The septame held up one hand. “‘We’?”

“An absolute minimum of my best, most trusted people know we’re looking for something, not what it is,” the marshal said. “It’s all in hand, all working. The good, the very good news is that we are almost certain the information is held by probably only one substrate in the Fourteenth’s HQ, and known to a handful of their top brass, at most. Nobody else. Not yet.”

“Not yet for how long?”

“Can’t say. All we know is they haven’t tried to share this so far, to the best of our knowledge.”

Banstegeyn looked to one side and rubbed his fingers as though testing the feel of an invisible piece of cloth. “Of course, they might not do anything with it. They might just sit on it.”

“That is a possibility,” the marshal said, sounding doubtful.

“We could just ask them, I suppose,” he said, looking at the marshal, and smiling. “They might even listen to reason.”

“We could,” she said. “They might.” She held his gaze, kept her expression neutral.

“Let’s do that, then,” the septame said, sitting back. The marshal’s face betrayed the tiniest flicker of surprise. “Though,” Banstegeyn said, sitting forward again, “take me through what else you were thinking of.”

Chekwri frowned. “One approach might preclude the other. To ask would be to warn, and then any other choice would be closed off.”

“What if,” the septame said, “one waited to make this appeal to reason until the other choice was available… at a moment’s notice?”

The marshal seemed to think for a moment. “Given the capabilities of the technologies involved, especially the potential rapidity of response they possess, even a moment might be warning enough to turn a potentially successful action into one that was sure to fail.”

“Hmm,” Banstegeyn said, sitting back again. “Then it would certainly be foolish to give any greater degree of warning, wouldn’t it?”

The marshal’s eyes narrowed a little as she said, “Quite.”

“What did you have in mind?” he asked her. “What does it involve?”

“It involves a fast, powerful ship, a single surgical strike with full end-operator tactical-choice freedom and — in case any further action is required — a micro-force of just two: a highly augmented special forces field-colonel and a non-humanoid combat arbite.”

“And this would be in, on—”

“Eshri, Izenion system.”

Banstegeyn bit his lower lip. He looked away. “Against our own people…”

“Who put a piece of spyware into another regiment’s capital ship nearly five hundred years ago, who might have done the same thing to other elements of the fleet and who could, if they wanted…” The marshal let her voice trail off.

“… potentially jeopardise the whole Subliming,” the septame said, still looking to one side, rubbing his lip now. He looked at her. “How soon can we put all this together?”

“It already is together, Septame. The assets are presently in transit for Izenion.”

Banstegeyn widened his eyes. “Are they now?”

“I instructed the battle-cruiser Uagren to depart Zyse system for Izenion twenty minutes ago. It is recallable at any point. It seemed rash to hesitate once the materiel and personnel were collated. And nothing irresilable happens without your express permission.”

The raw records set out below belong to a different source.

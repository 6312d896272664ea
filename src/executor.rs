//! Runs one page analysis by shelling out to the external analyzer.

use std::process::Stdio;
use std::time::Duration;

use async_trait::async_trait;
use serde_json::Value;
use tokio::process::Command;
use tracing::{debug, warn};

use crate::config::WorkerConfig;
use crate::error::ExecutorError;
use crate::model::AnalysisRequest;

/// Maximum bytes of stderr carried into an error message.
const MAX_STDERR_SIZE: usize = 2 * 1024;

/// Produces an analysis report for a single request.
#[async_trait]
pub trait AnalysisExecutor: Send + Sync {
    async fn run(&self, request: &AnalysisRequest) -> Result<Value, ExecutorError>;
}

/// Spawns the configured command line with `{target}` and `{mode}`
/// substituted, and parses its stdout as a JSON report.
///
/// Arguments are split on whitespace and passed without a shell, so a target
/// can never inject extra arguments or commands.
pub struct CommandExecutor {
    command: Vec<String>,
    timeout: Duration,
}

impl CommandExecutor {
    pub fn new(command_line: &str, timeout: Duration) -> Result<Self, ExecutorError> {
        let command: Vec<String> = command_line.split_whitespace().map(str::to_string).collect();
        if command.is_empty() {
            return Err(ExecutorError::EmptyCommand);
        }
        Ok(Self { command, timeout })
    }

    /// Validate the worker settings and build the executor they describe.
    pub fn from_config(config: &WorkerConfig) -> crate::error::Result<Self> {
        config.validate()?;
        Ok(Self::new(&config.analyzer_command, config.analyzer_timeout)?)
    }

    fn argv(&self, request: &AnalysisRequest) -> Vec<String> {
        let mode = request.mode.to_string();
        self.command
            .iter()
            .map(|arg| arg.replace("{target}", &request.target).replace("{mode}", &mode))
            .collect()
    }
}

fn truncate(s: &str, max: usize) -> String {
    if s.len() <= max {
        return s.to_string();
    }
    let mut end = max;
    while end > 0 && !s.is_char_boundary(end) {
        end -= 1;
    }
    format!("{}...", &s[..end])
}

/// Parse analyzer stdout, treating a reported `runtimeError` as a failure.
fn parse_report(stdout: &[u8]) -> Result<Value, ExecutorError> {
    let report: Value =
        serde_json::from_slice(stdout).map_err(|e| ExecutorError::InvalidOutput(e.to_string()))?;

    if let Some(runtime_error) = report.get("runtimeError") {
        let message = runtime_error
            .get("message")
            .and_then(Value::as_str)
            .map(str::to_string)
            .unwrap_or_else(|| runtime_error.to_string());
        return Err(ExecutorError::RuntimeError(message));
    }
    Ok(report)
}

#[async_trait]
impl AnalysisExecutor for CommandExecutor {
    async fn run(&self, request: &AnalysisRequest) -> Result<Value, ExecutorError> {
        let argv = self.argv(request);
        let (program, args) = argv.split_first().ok_or(ExecutorError::EmptyCommand)?;

        debug!(program = %program, url = %request.target, mode = %request.mode, "Starting analyzer");

        let child = Command::new(program)
            .args(args)
            .stdin(Stdio::null())
            .stdout(Stdio::piped())
            .stderr(Stdio::piped())
            .kill_on_drop(true)
            .spawn()
            .map_err(|e| ExecutorError::Spawn {
                program: program.clone(),
                reason: e.to_string(),
            })?;

        // Dropping the child on timeout kills it.
        let output = match tokio::time::timeout(self.timeout, child.wait_with_output()).await {
            Ok(output) => output.map_err(|e| ExecutorError::Spawn {
                program: program.clone(),
                reason: e.to_string(),
            })?,
            Err(_) => {
                warn!(url = %request.target, timeout = ?self.timeout, "Analyzer timed out, killed");
                return Err(ExecutorError::Timeout(self.timeout));
            }
        };

        if !output.status.success() {
            let stderr = String::from_utf8_lossy(&output.stderr);
            return Err(ExecutorError::Failed {
                status: output.status.to_string(),
                stderr: truncate(stderr.trim(), MAX_STDERR_SIZE),
            });
        }

        parse_report(&output.stdout)
    }
}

“How long until I would have to make a decision?”

“The Uagren ’s travel time to Izenion is between forty-six and fifty-four hours, depending on whether it flies through or comes to a local stop. Say forty-five hours to go yes/no on any pre-agreed action re the former, though if there’s no further sign of development from the Fourteenth HQ, I’d advise the local stop; that way we have a chance of dealing with any loose ends or unanticipated post-strike outcomes immediately rather than half a day later; there’s nothing else we can get to Izenion sufficiently quickly to provide immediate back-up if the Uagren commits to a fly-through mission. In that case, say fifty-three hours. To leave time to switch from one mission profile to another — fly-through to local stop — a decision would be required thirty-eight hours from now. That would be your first decision-point: in thirty-eight hours.”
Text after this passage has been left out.